MBS MID-DAY: Bond Markets Slightly Weaker, Noncommittal Ahead of Weekend
Bond markets gave back a small chunk of yesterday's rally heading into the overnight session on comments from the Bank of England regarding an accelerated rate-hike outlook. At least that's where most of the blame for this morning's weakness seems to have fallen. In actuality, one could simply point to the fact that rates hit technical resistance well before the BOE news (10yr yields bouncing before breaking 2.57) and that anything between there and 2.66 would be fair game unless we found reason to extend the rally.
In other words, yesterday's positive session meant we had a shot at a stronger move lower in rate or that we'd simply be leveling-off between the two closest technical levels, 2.57 and 2.66. In terms of Fannie 3.5s, this is approximately 101-20 to 102-10.
Treasuries actually were able to improve for much of the overnight session, but changed course after stronger Eurozone employment data. It's not that the data was any sort of barn-burner. It just wasn't what we needed to break 2.57%. On a Friday without any big data ahead, if Treasuries weren't going to break 2.57, and if the supportive ceiling in the range is up around the mid 2.6's, a quick move up to the low 2.6's is not too much to ask--and a pretty ho-hum sell-off at that!
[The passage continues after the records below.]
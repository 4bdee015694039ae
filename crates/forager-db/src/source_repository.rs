use chrono::{DateTime, Utc};
use sqlx::{PgPool, Pool, Postgres};
use uuid::Uuid;

use forager_core::error::AppError;
use forager_core::source::{CreateSourceRequest, Source, SourceStatus};

/// Repository for source persistence in PostgreSQL.
#[derive(Clone)]
pub struct SourceRepository {
    pool: Pool<Postgres>,
}

impl SourceRepository {
    pub fn new(pool: PgPool) -> Self {
        Self { pool }
    }

    /// All sources, newest first.
    pub async fn list_sources(&self) -> Result<Vec<Source>, AppError> {
        let rows = sqlx::query_as::<_, SourceRow>(
            r#"
            SELECT id, name, url, scraper_type, config, enabled,
                   last_run_at, last_status, last_error, template_id, created_at
            FROM sources
            ORDER BY created_at DESC
            "#,
        )
        .fetch_all(&self.pool)
        .await
        .map_err(|e| AppError::DatabaseError(e.to_string()))?;

        Ok(rows.into_iter().map(Into::into).collect())
    }

    pub async fn create_source(&self, request: &CreateSourceRequest) -> Result<Source, AppError> {
        let row = sqlx::query_as::<_, SourceRow>(
            r#"
            INSERT INTO sources (name, url, scraper_type, config, template_id, enabled)
            VALUES ($1, $2, $3, $4, $5, TRUE)
            RETURNING id, name, url, scraper_type, config, enabled,
                      last_run_at, last_status, last_error, template_id, created_at
            "#,
        )
        .bind(&request.name)
        .bind(&request.url)
        .bind(&request.scraper_type)
        .bind(&request.config)
        .bind(request.template_id)
        .fetch_one(&self.pool)
        .await
        .map_err(|e| AppError::DatabaseError(e.to_string()))?;

        Ok(row.into())
    }

    pub async fn get_source(&self, id: Uuid) -> Result<Option<Source>, AppError> {
        let row = sqlx::query_as::<_, SourceRow>(
            r#"
            SELECT id, name, url, scraper_type, config, enabled,
                   last_run_at, last_status, last_error, template_id, created_at
            FROM sources
            WHERE id = $1
            "#,
        )
        .bind(id)
        .fetch_optional(&self.pool)
        .await
        .map_err(|e| AppError::DatabaseError(e.to_string()))?;

        Ok(row.map(Into::into))
    }

    /// Delete a source. Returns false if no row matched.
    pub async fn delete_source(&self, id: Uuid) -> Result<bool, AppError> {
        let result = sqlx::query("DELETE FROM sources WHERE id = $1")
            .bind(id)
            .execute(&self.pool)
            .await
            .map_err(|e| AppError::DatabaseError(e.to_string()))?;

        Ok(result.rows_affected() > 0)
    }

    async fn set_status(
        &self,
        id: Uuid,
        status: SourceStatus,
        error: Option<&str>,
        stamp_run: bool,
    ) -> Result<(), AppError> {
        let query = if stamp_run {
            r#"
            UPDATE sources
            SET last_status = $2, last_error = $3, last_run_at = NOW()
            WHERE id = $1
            "#
        } else {
            r#"
            UPDATE sources
            SET last_status = $2, last_error = $3
            WHERE id = $1
            "#
        };

        sqlx::query(query)
            .bind(id)
            .bind(status.as_str())
            .bind(error)
            .execute(&self.pool)
            .await
            .map_err(|e| AppError::DatabaseError(e.to_string()))?;

        Ok(())
    }
}

// -- Internal row type for sqlx deserialization --

#[derive(sqlx::FromRow)]
struct SourceRow {
    id: Uuid,
    name: String,
    url: String,
    scraper_type: String,
    config: serde_json::Value,
    enabled: bool,
    last_run_at: Option<DateTime<Utc>>,
    last_status: String,
    last_error: Option<String>,
    template_id: Option<Uuid>,
    created_at: DateTime<Utc>,
}

impl From<SourceRow> for Source {
    fn from(row: SourceRow) -> Self {
        Source {
            id: row.id,
            name: row.name,
            url: row.url,
            scraper_type: row.scraper_type,
            config: row.config,
            enabled: row.enabled,
            last_run_at: row.last_run_at,
            last_status: row.last_status.parse().unwrap_or(SourceStatus::Idle),
            last_error: row.last_error,
            template_id: row.template_id,
            created_at: row.created_at,
        }
    }
}

// -- Trait implementation --

impl forager_core::traits::SourceStore for SourceRepository {
    async fn get_source(&self, id: Uuid) -> Result<Option<Source>, AppError> {
        SourceRepository::get_source(self, id).await
    }

    async fn mark_running(&self, id: Uuid) -> Result<(), AppError> {
        self.set_status(id, SourceStatus::Running, None, true).await
    }

    async fn mark_succeeded(&self, id: Uuid) -> Result<(), AppError> {
        self.set_status(id, SourceStatus::Success, None, false).await
    }

    async fn mark_failed(&self, id: Uuid, error: &str) -> Result<(), AppError> {
        self.set_status(id, SourceStatus::Error, Some(error), false)
            .await
    }
}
That's what we got this morning, and as traders came on line after 8:20am, they were in general agreement about reinforcing the range trade. All this means is that no grand aspirations emerged overnight or today. Markets are deferring judgment on their next move until at least next week. The result is that we're not carving out any new gains (beyond yesterday's best levels) today, but the consolation is that we held ground without making any new lows.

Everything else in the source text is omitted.